Myofascial Release (MFR) is a manual therapy, which assesses and treats painful soft tissues. Adhesions and restrictions in soft tissues and fascia can restrict mobility and create myofascial pain. Releasing such restrictions or myofascial trigger points (MTrPs) can increase mobility and provide myofascial pain relief. The therapy technique is just one of many available at the Brisbane (Morningside) MSK Clinic. The medical doctor and founder of Osteopathic Medicine, Andrew Still, has been credited with pioneering Myofascial Release techniques. However, there have been other well-known contributions to MFR techniques notably by Ida Rolf (Rolfing). The specific term "Myofascial Release" came about much later in the 1960s, through the work of an Osteopath "Robert Ward" and Physiotherapist "John Barnes". Muscles, fascia and the fascial network, play a large part in the theory behind the method and its development, as do Myofascial Trigger Point's (MTrP's) or TrP's for short. In brief, trigger points are hyperirritable taut bands within muscle tissues and structures. Some fascial release methods look to precisely locate and treat TrP's and other techniques have a broader scope. Actual research relating to the field of fascia is a relatively new area of study (a few decades).

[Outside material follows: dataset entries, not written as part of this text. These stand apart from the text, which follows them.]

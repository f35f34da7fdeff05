use multistep_bench::measurement::{step_label, NEGATIVE_LATENCY_LABEL, PACING_DELAY_LABEL};
use multistep_bench::{
    JsonExporter, MeasurementRegistry, MeasurementsExporter, MemoryExporter, MetricValue,
    StepAggregator, TextExporter,
};
use std::fs::File;
use std::io::{BufWriter, Read};
use std::sync::Arc;

#[test]
fn three_step_scan_reports_per_step_means() {
    let scan = StepAggregator::new("SCAN", 3).expect("create aggregator");
    scan.record(100, 0).unwrap();
    scan.record(200, 0).unwrap();
    scan.record(50, 1).unwrap();

    let mut sink = MemoryExporter::new();
    scan.export(&mut sink).unwrap();

    assert_eq!(sink.value("SCAN", &step_label(0, 2)), Some(MetricValue::Int(150)));
    assert_eq!(sink.value("SCAN", &step_label(1, 1)), Some(MetricValue::Int(50)));
    // A step nobody reached is still listed, with zero operations
    assert_eq!(sink.value("SCAN", &step_label(2, 0)), Some(MetricValue::Int(0)));
    assert_eq!(sink.value("SCAN", NEGATIVE_LATENCY_LABEL), None);
}

#[test]
fn negative_sample_is_counted_not_averaged() {
    let scan = StepAggregator::new("SCAN", 1).expect("create aggregator");
    scan.record(-5, 0).unwrap();
    scan.record(100, 0).unwrap();

    let mut sink = MemoryExporter::new();
    scan.export(&mut sink).unwrap();

    assert_eq!(
        sink.value("SCAN", NEGATIVE_LATENCY_LABEL),
        Some(MetricValue::Int(1))
    );
    assert_eq!(sink.value("SCAN", &step_label(0, 1)), Some(MetricValue::Int(100)));
}

#[test]
fn missing_pacing_samples_omit_the_pacing_row() {
    let scan = StepAggregator::new("SCAN", 2).expect("create aggregator");
    scan.record(10, 0).unwrap();

    let mut sink = MemoryExporter::new();
    scan.export(&mut sink).expect("export must not fail without pacing samples");

    assert_eq!(sink.value("SCAN", PACING_DELAY_LABEL), None);
    assert_eq!(sink.rows.len(), 2);
}

#[test]
fn pacing_total_is_shared_by_every_operation_kind() {
    let registry = MeasurementRegistry::new();
    let scan = registry.register("SCAN", 2).unwrap();
    let read = registry.register("READ", 1).unwrap();

    scan.record_pacing_delay(10);
    read.record_pacing_delay(20);

    assert_eq!(scan.summary().average_pacing_delay_us, Some(15.0));
    assert_eq!(read.summary().average_pacing_delay_us, Some(15.0));
    assert!(Arc::ptr_eq(scan.pacing(), read.pacing()));
}

#[test]
fn text_report_written_to_file() {
    let registry = MeasurementRegistry::new();
    let scan = registry.register("SCAN", 2).unwrap();
    scan.record(30, 0).unwrap();
    scan.record(-1, 1).unwrap();
    scan.record_pacing_delay(5);

    let file = tempfile::NamedTempFile::new().expect("create temp file");
    {
        let mut exporter = TextExporter::new(BufWriter::new(
            File::create(file.path()).expect("open temp file"),
        ));
        registry.export_all(&mut exporter).unwrap();
        exporter.close().unwrap();
    }

    let mut contents = String::new();
    File::open(file.path())
        .unwrap()
        .read_to_string(&mut contents)
        .unwrap();
    let lines: Vec<&str> = contents.lines().collect();
    assert_eq!(
        lines,
        vec![
            "[SCAN], Sleep per next operations(us), 5.00",
            "[SCAN], Negative Latency, 1",
            "[SCAN], step:0, operations: 1, Average Latency(us), 30",
            "[SCAN], step:1, operations: 0, Average Latency(us), 0",
        ]
    );
}

#[test]
fn json_report_lists_every_row() {
    let registry = MeasurementRegistry::new();
    registry.register("SCAN", 1).unwrap().record(42, 0).unwrap();
    registry.register("READ", 1).unwrap().record(8, 0).unwrap();
    registry.record_pacing_delay(4);

    let mut exporter = JsonExporter::with_run_id(Vec::new(), "integration");
    registry.export_all(&mut exporter).unwrap();
    exporter.close().unwrap();

    let report: serde_json::Value = serde_json::from_slice(&exporter.into_inner()).unwrap();
    let rows = report["measurements"].as_array().expect("measurements array");
    assert_eq!(rows.len(), 4);
    assert_eq!(rows[0]["metric"], "READ");
    assert_eq!(rows[0]["measurement"], PACING_DELAY_LABEL);
    assert_eq!(rows[1]["value"], 8);
    assert_eq!(rows[3]["value"], 42);
    assert_eq!(report["metadata"]["run_id"], "integration");
}
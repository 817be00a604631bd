use labelview::detector::types::parse_detect_labels;
use labelview::DetectError;

#[test]
fn test_parse_full_payload() {
    let payload = r#"{
        "Labels": [
            {
                "Name": "Person",
                "Confidence": 97.5,
                "Instances": [
                    {"BoundingBox": {"Left": 0.1, "Top": 0.2, "Width": 0.3, "Height": 0.4}}
                ]
            },
            {
                "Name": "Sky",
                "Confidence": 99.1,
                "Instances": []
            }
        ]
    }"#;

    let labels = parse_detect_labels(payload).unwrap();
    assert_eq!(labels.len(), 2);

    assert_eq!(labels[0].name, "Person");
    assert!((labels[0].confidence - 97.5).abs() < 1e-4);
    assert_eq!(labels[0].instances.len(), 1);
    assert!((labels[0].instances[0].left - 0.1).abs() < 1e-6);
    assert!((labels[0].instances[0].height - 0.4).abs() < 1e-6);

    assert!(labels[1].instances.is_empty());
}

#[test]
fn test_parse_keeps_endpoint_order() {
    let payload = r#"{"Labels": [
        {"Name": "B", "Confidence": 10.0},
        {"Name": "A", "Confidence": 90.0}
    ]}"#;

    let labels = parse_detect_labels(payload).unwrap();
    let names: Vec<&str> = labels.iter().map(|l| l.name.as_str()).collect();
    assert_eq!(names, vec!["B", "A"]);
}

#[test]
fn test_missing_instances_field_means_image_level_label() {
    let payload = r#"{"Labels": [{"Name": "Outdoors", "Confidence": 88.0}]}"#;

    let labels = parse_detect_labels(payload).unwrap();
    assert!(labels[0].instances.is_empty());
}

#[test]
fn test_missing_confidence_is_malformed() {
    let payload = r#"{"Labels": [{"Name": "Person"}]}"#;

    let err = parse_detect_labels(payload).unwrap_err();
    assert!(matches!(err, DetectError::MalformedResponse(_)));
}

#[test]
fn test_missing_bounding_box_field_is_malformed() {
    let payload = r#"{"Labels": [{
        "Name": "Person",
        "Confidence": 50.0,
        "Instances": [{"BoundingBox": {"Left": 0.1, "Top": 0.2, "Width": 0.3}}]
    }]}"#;

    let err = parse_detect_labels(payload).unwrap_err();
    assert!(matches!(err, DetectError::MalformedResponse(_)));
}

#[test]
fn test_non_json_payload_is_malformed() {
    let err = parse_detect_labels("<html>gateway timeout</html>").unwrap_err();
    assert!(matches!(err, DetectError::MalformedResponse(_)));
}

#[test]
fn test_confidence_out_of_range_is_malformed() {
    let payload = r#"{"Labels": [{"Name": "Person", "Confidence": 150.0}]}"#;

    let err = parse_detect_labels(payload).unwrap_err();
    assert!(matches!(err, DetectError::MalformedResponse(_)));
}

#[test]
fn test_empty_label_list_parses() {
    let labels = parse_detect_labels(r#"{"Labels": []}"#).unwrap();
    assert!(labels.is_empty());
}
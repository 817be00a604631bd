// Copyright (c) 2025 Fabstir
// SPDX-License-Identifier: BUSL-1.1
//! Label-detection endpoint client
//!
//! Detection, confidence scoring and inference are fully delegated to a
//! hosted service; this module only issues the request and gives the JSON
//! response a typed shape.

pub mod client;
pub mod mock;
pub mod types;

use async_trait::async_trait;

// Re-export main types for convenience
pub use client::HttpLabelDetector;
pub use mock::MockLabelDetector;
pub use types::{BoundingBoxInstance, DetectError, DetectionLabel, ImageSource};

/// Seam for the hosted detection endpoint. Exactly one image per call; no
/// pagination, streaming or batching.
#[async_trait]
pub trait LabelDetector: Send + Sync {
    /// Returns detected labels in endpoint relevance order (not guaranteed
    /// stable between calls).
    async fn detect_labels(
        &self,
        image: ImageSource,
        max_labels: u32,
    ) -> Result<Vec<DetectionLabel>, DetectError>;
}
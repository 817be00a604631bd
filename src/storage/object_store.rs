// Copyright (c) 2025 Fabstir
// SPDX-License-Identifier: BUSL-1.1
//! Read-only object store client
//!
//! The store grants `get` only; no write or delete capability is needed or
//! requested. The HTTP backend speaks the plain S3-compatible GET layout
//! (`{endpoint}/{bucket}/{key}`).

use async_trait::async_trait;
use reqwest::{Client, StatusCode};
use std::collections::HashMap;
use std::future::Future;
use std::sync::Arc;
use std::time::Duration;
use thiserror::Error;
use tokio::sync::Mutex;
use tracing::{debug, warn};
use url::Url;

use crate::auth::Authenticator;

const REQUEST_TIMEOUT_SECS: u64 = 30;

#[derive(Debug, Error)]
pub enum StorageError {
    #[error("Object not found: {bucket}/{key}")]
    NotFound { bucket: String, key: String },
    #[error("Access denied: {bucket}/{key}")]
    AccessDenied { bucket: String, key: String },
    #[error("Transport failure: {0}")]
    Transport(String),
}

/// Read-only object store seam.
#[async_trait]
pub trait ObjectStore: Send + Sync {
    /// Fetch the full byte content of `bucket`/`key`.
    async fn get(&self, bucket: &str, key: &str) -> Result<Vec<u8>, StorageError>;
}

/// One fetch attempt; transient failures are eligible for the single retry.
struct AttemptError {
    error: StorageError,
    transient: bool,
}

/// Object store client over HTTP.
pub struct HttpObjectStore {
    client: Client,
    endpoint: String,
    auth: Arc<dyn Authenticator>,
}

impl HttpObjectStore {
    pub fn new(endpoint: &str, auth: Arc<dyn Authenticator>) -> Result<Self, StorageError> {
        let parsed = Url::parse(endpoint)
            .map_err(|e| StorageError::Transport(format!("invalid store endpoint: {}", e)))?;
        let client = Client::builder()
            .timeout(Duration::from_secs(REQUEST_TIMEOUT_SECS))
            .build()
            .map_err(|e| StorageError::Transport(e.to_string()))?;

        Ok(Self {
            client,
            endpoint: parsed.as_str().trim_end_matches('/').to_string(),
            auth,
        })
    }

    async fn get_once(&self, bucket: &str, key: &str) -> Result<Vec<u8>, AttemptError> {
        let url = format!("{}/{}/{}", self.endpoint, bucket, key);
        let request = self.auth.authorize(self.client.get(&url));

        let response = request.send().await.map_err(|e| AttemptError {
            transient: e.is_timeout() || e.is_connect(),
            error: StorageError::Transport(e.to_string()),
        })?;

        let status = response.status();
        match status {
            StatusCode::NOT_FOUND => Err(AttemptError {
                error: StorageError::NotFound {
                    bucket: bucket.to_string(),
                    key: key.to_string(),
                },
                transient: false,
            }),
            StatusCode::UNAUTHORIZED | StatusCode::FORBIDDEN => Err(AttemptError {
                error: StorageError::AccessDenied {
                    bucket: bucket.to_string(),
                    key: key.to_string(),
                },
                transient: false,
            }),
            s if !s.is_success() => Err(AttemptError {
                error: StorageError::Transport(format!("unexpected status {} from {}", s, url)),
                transient: s.is_server_error(),
            }),
            _ => {
                let bytes = response.bytes().await.map_err(|e| AttemptError {
                    error: StorageError::Transport(e.to_string()),
                    transient: true,
                })?;
                debug!("fetched {} bytes from {}", bytes.len(), url);
                Ok(bytes.to_vec())
            }
        }
    }
}

#[async_trait]
impl ObjectStore for HttpObjectStore {
    async fn get(&self, bucket: &str, key: &str) -> Result<Vec<u8>, StorageError> {
        get_with_retry(bucket, key, || self.get_once(bucket, key)).await
    }
}

/// Retry policy: a transient failure gets exactly one more attempt, anything
/// else surfaces immediately.
async fn get_with_retry<F, Fut>(
    bucket: &str,
    key: &str,
    mut attempt: F,
) -> Result<Vec<u8>, StorageError>
where
    F: FnMut() -> Fut,
    Fut: Future<Output = Result<Vec<u8>, AttemptError>>,
{
    match attempt().await {
        Ok(bytes) => Ok(bytes),
        Err(first) if first.transient => {
            warn!(
                "transient error fetching {}/{}: {}; retrying once",
                bucket, key, first.error
            );
            attempt().await.map_err(|a| a.error)
        }
        Err(first) => Err(first.error),
    }
}

/// In-memory store backend for tests.
pub struct MockObjectStore {
    objects: Arc<Mutex<HashMap<(String, String), Vec<u8>>>>,
    injected_error: Arc<Mutex<Option<StorageError>>>,
}

impl MockObjectStore {
    pub fn new() -> Self {
        Self {
            objects: Arc::new(Mutex::new(HashMap::new())),
            injected_error: Arc::new(Mutex::new(None)),
        }
    }

    pub async fn put(&self, bucket: &str, key: &str, data: Vec<u8>) {
        let mut objects = self.objects.lock().await;
        objects.insert((bucket.to_string(), key.to_string()), data);
    }

    /// Queue an error to be returned by the next `get`.
    pub async fn inject_error(&self, error: StorageError) {
        let mut injected = self.injected_error.lock().await;
        *injected = Some(error);
    }
}

impl Default for MockObjectStore {
    fn default() -> Self {
        Self::new()
    }
}

#[async_trait]
impl ObjectStore for MockObjectStore {
    async fn get(&self, bucket: &str, key: &str) -> Result<Vec<u8>, StorageError> {
        if let Some(error) = self.injected_error.lock().await.take() {
            return Err(error);
        }

        let objects = self.objects.lock().await;
        objects
            .get(&(bucket.to_string(), key.to_string()))
            .cloned()
            .ok_or_else(|| StorageError::NotFound {
                bucket: bucket.to_string(),
                key: key.to_string(),
            })
    }
}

Does releasing myofascial tissue work?

Although there is some fascinating research relating to the roles that fascia plays within the human body, there is far less conclusive research concerning the efficacy of MFR. Much of the research behind the roles of fascia stems from anatomists and under the umbrella of medicine. As with any research, research costs time and money and requires funding. Most Allied Health Professionals are required to complete a research component as part of their higher education qualifications, though this research tends to be profession-specific. Some musculoskeletal professionals such as Chiropractors, Osteopaths and Physiotherapists learn many styles of soft-tissue therapy. Allied health professionals may or may not learn myofascial release methods as part of their higher education training. That said, some professionals will undertake further training in myofascial techniques after qualifying in their chosen profession. However, just because MFR techniques may not have conclusive research regarding the efficacy of such techniques does not mean they do not work. Clinical judgement based on training, education, accumulated experience and research covering related areas is all highly relevant. Our principal Musculoskeletal therapist has been using many different myofascial techniques for well over a decade and found them to be extremely effective. He has also found that it is possible to produce fast and sometimes profound and long-lasting results for consumers. As an ex-veteran and somebody who has and continues to be extremely active, our principal became interested in MFR as a means of treating some historic injuries he had and which were not being resolved by the general medicine approach (see the ankle injury article for further details). The process involved a lot of self-experimentation and additional training in a multitude of methods.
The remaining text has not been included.